[Exercise data]
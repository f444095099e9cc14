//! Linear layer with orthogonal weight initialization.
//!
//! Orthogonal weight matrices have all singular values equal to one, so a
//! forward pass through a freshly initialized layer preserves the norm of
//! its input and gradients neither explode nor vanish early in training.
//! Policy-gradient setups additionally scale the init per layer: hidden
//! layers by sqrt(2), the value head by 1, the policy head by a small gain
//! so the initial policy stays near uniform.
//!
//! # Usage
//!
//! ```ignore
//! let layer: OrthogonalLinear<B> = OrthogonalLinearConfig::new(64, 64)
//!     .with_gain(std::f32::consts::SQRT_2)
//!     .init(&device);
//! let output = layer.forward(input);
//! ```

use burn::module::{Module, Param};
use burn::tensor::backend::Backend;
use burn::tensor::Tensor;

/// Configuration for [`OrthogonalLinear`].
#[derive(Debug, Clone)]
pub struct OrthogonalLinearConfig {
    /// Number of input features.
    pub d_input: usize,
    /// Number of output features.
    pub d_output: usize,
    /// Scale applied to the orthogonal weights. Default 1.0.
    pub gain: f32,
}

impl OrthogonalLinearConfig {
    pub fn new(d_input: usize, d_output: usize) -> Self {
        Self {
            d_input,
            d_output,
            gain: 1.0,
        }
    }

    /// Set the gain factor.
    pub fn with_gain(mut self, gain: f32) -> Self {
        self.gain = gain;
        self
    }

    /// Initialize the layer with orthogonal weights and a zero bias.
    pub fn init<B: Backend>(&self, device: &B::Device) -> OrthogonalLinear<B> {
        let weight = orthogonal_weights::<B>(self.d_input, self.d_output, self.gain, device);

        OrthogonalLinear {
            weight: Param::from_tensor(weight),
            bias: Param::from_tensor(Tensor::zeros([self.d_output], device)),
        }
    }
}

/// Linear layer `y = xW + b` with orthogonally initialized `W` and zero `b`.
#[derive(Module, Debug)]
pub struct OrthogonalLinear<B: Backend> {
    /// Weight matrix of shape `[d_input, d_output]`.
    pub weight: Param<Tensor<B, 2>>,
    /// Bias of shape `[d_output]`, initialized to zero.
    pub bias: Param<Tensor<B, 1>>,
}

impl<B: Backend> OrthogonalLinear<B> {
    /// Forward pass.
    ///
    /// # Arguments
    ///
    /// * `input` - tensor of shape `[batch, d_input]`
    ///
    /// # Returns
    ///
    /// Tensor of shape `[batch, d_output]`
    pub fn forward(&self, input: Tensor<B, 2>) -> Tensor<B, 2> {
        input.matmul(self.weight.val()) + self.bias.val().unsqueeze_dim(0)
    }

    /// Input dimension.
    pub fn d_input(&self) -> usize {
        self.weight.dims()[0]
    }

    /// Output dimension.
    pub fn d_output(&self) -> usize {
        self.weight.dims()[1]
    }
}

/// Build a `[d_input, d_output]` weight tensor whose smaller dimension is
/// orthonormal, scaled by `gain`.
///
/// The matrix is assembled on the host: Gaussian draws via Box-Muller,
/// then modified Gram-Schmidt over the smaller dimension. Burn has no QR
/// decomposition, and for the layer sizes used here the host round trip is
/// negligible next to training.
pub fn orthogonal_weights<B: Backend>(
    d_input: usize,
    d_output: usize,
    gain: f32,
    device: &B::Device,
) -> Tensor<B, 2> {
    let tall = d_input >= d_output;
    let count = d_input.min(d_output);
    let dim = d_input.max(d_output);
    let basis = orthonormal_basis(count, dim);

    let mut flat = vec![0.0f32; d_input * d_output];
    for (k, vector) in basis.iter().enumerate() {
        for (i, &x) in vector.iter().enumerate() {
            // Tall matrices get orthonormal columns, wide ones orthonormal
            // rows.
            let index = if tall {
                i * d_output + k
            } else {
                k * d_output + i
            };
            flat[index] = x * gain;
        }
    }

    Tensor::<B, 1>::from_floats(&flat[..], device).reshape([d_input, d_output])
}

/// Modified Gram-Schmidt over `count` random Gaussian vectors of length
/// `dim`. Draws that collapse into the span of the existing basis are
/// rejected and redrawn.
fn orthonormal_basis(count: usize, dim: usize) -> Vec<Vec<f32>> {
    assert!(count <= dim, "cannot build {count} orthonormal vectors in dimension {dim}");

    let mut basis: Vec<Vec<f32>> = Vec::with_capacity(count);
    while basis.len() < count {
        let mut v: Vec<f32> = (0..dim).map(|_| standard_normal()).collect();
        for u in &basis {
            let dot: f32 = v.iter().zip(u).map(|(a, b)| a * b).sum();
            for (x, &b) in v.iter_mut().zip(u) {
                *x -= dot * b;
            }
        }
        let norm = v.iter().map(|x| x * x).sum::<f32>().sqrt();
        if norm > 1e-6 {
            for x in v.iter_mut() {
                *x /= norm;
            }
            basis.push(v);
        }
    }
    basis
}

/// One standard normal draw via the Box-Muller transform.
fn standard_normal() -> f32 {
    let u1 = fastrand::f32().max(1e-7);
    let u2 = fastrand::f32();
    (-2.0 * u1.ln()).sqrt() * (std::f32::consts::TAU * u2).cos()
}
[/Exercise data]
**Task item:**
Copy out every record above exactly as written.

**Exercise solution:**
repository f444095099e9cc14
//! Linear layer with orthogonal weight initialization.
//!
//! Orthogonal weight matrices have all singular values equal to one, so a
//! forward pass through a freshly initialized layer preserves the norm of
//! its input and gradients neither explode nor vanish early in training.
//! Policy-gradient setups additionally scale the init per layer: hidden
//! layers by sqrt(2), the value head by 1, the policy head by a small gain
//! so the initial policy stays near uniform.
//!
//! # Usage
//!
//! ```ignore
//! let layer: OrthogonalLinear<B> = OrthogonalLinearConfig::new(64, 64)
//!     .with_gain(std::f32::consts::SQRT_2)
//!     .init(&device);
//! let output = layer.forward(input);
//! ```

use burn::module::{Module, Param};
use burn::tensor::backend::Backend;
use burn::tensor::Tensor;

/// Configuration for [`OrthogonalLinear`].
#[derive(Debug, Clone)]
pub struct OrthogonalLinearConfig {
    /// Number of input features.
    pub d_input: usize,
    /// Number of output features.
    pub d_output: usize,
    /// Scale applied to the orthogonal weights. Default 1.0.
    pub gain: f32,
}

impl OrthogonalLinearConfig {
    pub fn new(d_input: usize, d_output: usize) -> Self {
        Self {
            d_input,
            d_output,
            gain: 1.0,
        }
    }

    /// Set the gain factor.
    pub fn with_gain(mut self, gain: f32) -> Self {
        self.gain = gain;
        self
    }

    /// Initialize the layer with orthogonal weights and a zero bias.
    pub fn init<B: Backend>(&self, device: &B::Device) -> OrthogonalLinear<B> {
        let weight = orthogonal_weights::<B>(self.d_input, self.d_output, self.gain, device);

        OrthogonalLinear {
            weight: Param::from_tensor(weight),
            bias: Param::from_tensor(Tensor::zeros([self.d_output], device)),
        }
    }
}

/// Linear layer `y = xW + b` with orthogonally initialized `W` and zero `b`.
#[derive(Module, Debug)]
pub struct OrthogonalLinear<B: Backend> {
    /// Weight matrix of shape `[d_input, d_output]`.
    pub weight: Param<Tensor<B, 2>>,
    /// Bias of shape `[d_output]`, initialized to zero.
    pub bias: Param<Tensor<B, 1>>,
}

impl<B: Backend> OrthogonalLinear<B> {
    /// Forward pass.
    ///
    /// # Arguments
    ///
    /// * `input` - tensor of shape `[batch, d_input]`
    ///
    /// # Returns
    ///
    /// Tensor of shape `[batch, d_output]`
    pub fn forward(&self, input: Tensor<B, 2>) -> Tensor<B, 2> {
        input.matmul(self.weight.val()) + self.bias.val().unsqueeze_dim(0)
    }

    /// Input dimension.
    pub fn d_input(&self) -> usize {
        self.weight.dims()[0]
    }

    /// Output dimension.
    pub fn d_output(&self) -> usize {
        self.weight.dims()[1]
    }
}

/// Build a `[d_input, d_output]` weight tensor whose smaller dimension is
/// orthonormal, scaled by `gain`.
///
/// The matrix is assembled on the host: Gaussian draws via Box-Muller,
/// then modified Gram-Schmidt over the smaller dimension. Burn has no QR
/// decomposition, and for the layer sizes used here the host round trip is
/// negligible next to training.
pub fn orthogonal_weights<B: Backend>(
    d_input: usize,
    d_output: usize,
    gain: f32,
    device: &B::Device,
) -> Tensor<B, 2> {
    let tall = d_input >= d_output;
    let count = d_input.min(d_output);
    let dim = d_input.max(d_output);
    let basis = orthonormal_basis(count, dim);

    let mut flat = vec![0.0f32; d_input * d_output];
    for (k, vector) in basis.iter().enumerate() {
        for (i, &x) in vector.iter().enumerate() {
            // Tall matrices get orthonormal columns, wide ones orthonormal
            // rows.
            let index = if tall {
                i * d_output + k
            } else {
                k * d_output + i
            };
            flat[index] = x * gain;
        }
    }

    Tensor::<B, 1>::from_floats(&flat[..], device).reshape([d_input, d_output])
}

/// Modified Gram-Schmidt over `count` random Gaussian vectors of length
/// `dim`. Draws that collapse into the span of the existing basis are
/// rejected and redrawn.
fn orthonormal_basis(count: usize, dim: usize) -> Vec<Vec<f32>> {
    assert!(count <= dim, "cannot build {count} orthonormal vectors in dimension {dim}");

    let mut basis: Vec<Vec<f32>> = Vec::with_capacity(count);
    while basis.len() < count {
        let mut v: Vec<f32> = (0..dim).map(|_| standard_normal()).collect();
        for u in &basis {
            let dot: f32 = v.iter().zip(u).map(|(a, b)| a * b).sum();
            for (x, &b) in v.iter_mut().zip(u) {
                *x -= dot * b;
            }
        }
        let norm = v.iter().map(|x| x * x).sum::<f32>().sqrt();
        if norm > 1e-6 {
            for x in v.iter_mut() {
                *x /= norm;
            }
            basis.push(v);
        }
    }
    basis
}

/// One standard normal draw via the Box-Muller transform.
fn standard_normal() -> f32 {
    let u1 = fastrand::f32().max(1e-7);
    let u2 = fastrand::f32();
    (-2.0 * u1.ln()).sqrt() * (std::f32::consts::TAU * u2).cos()
}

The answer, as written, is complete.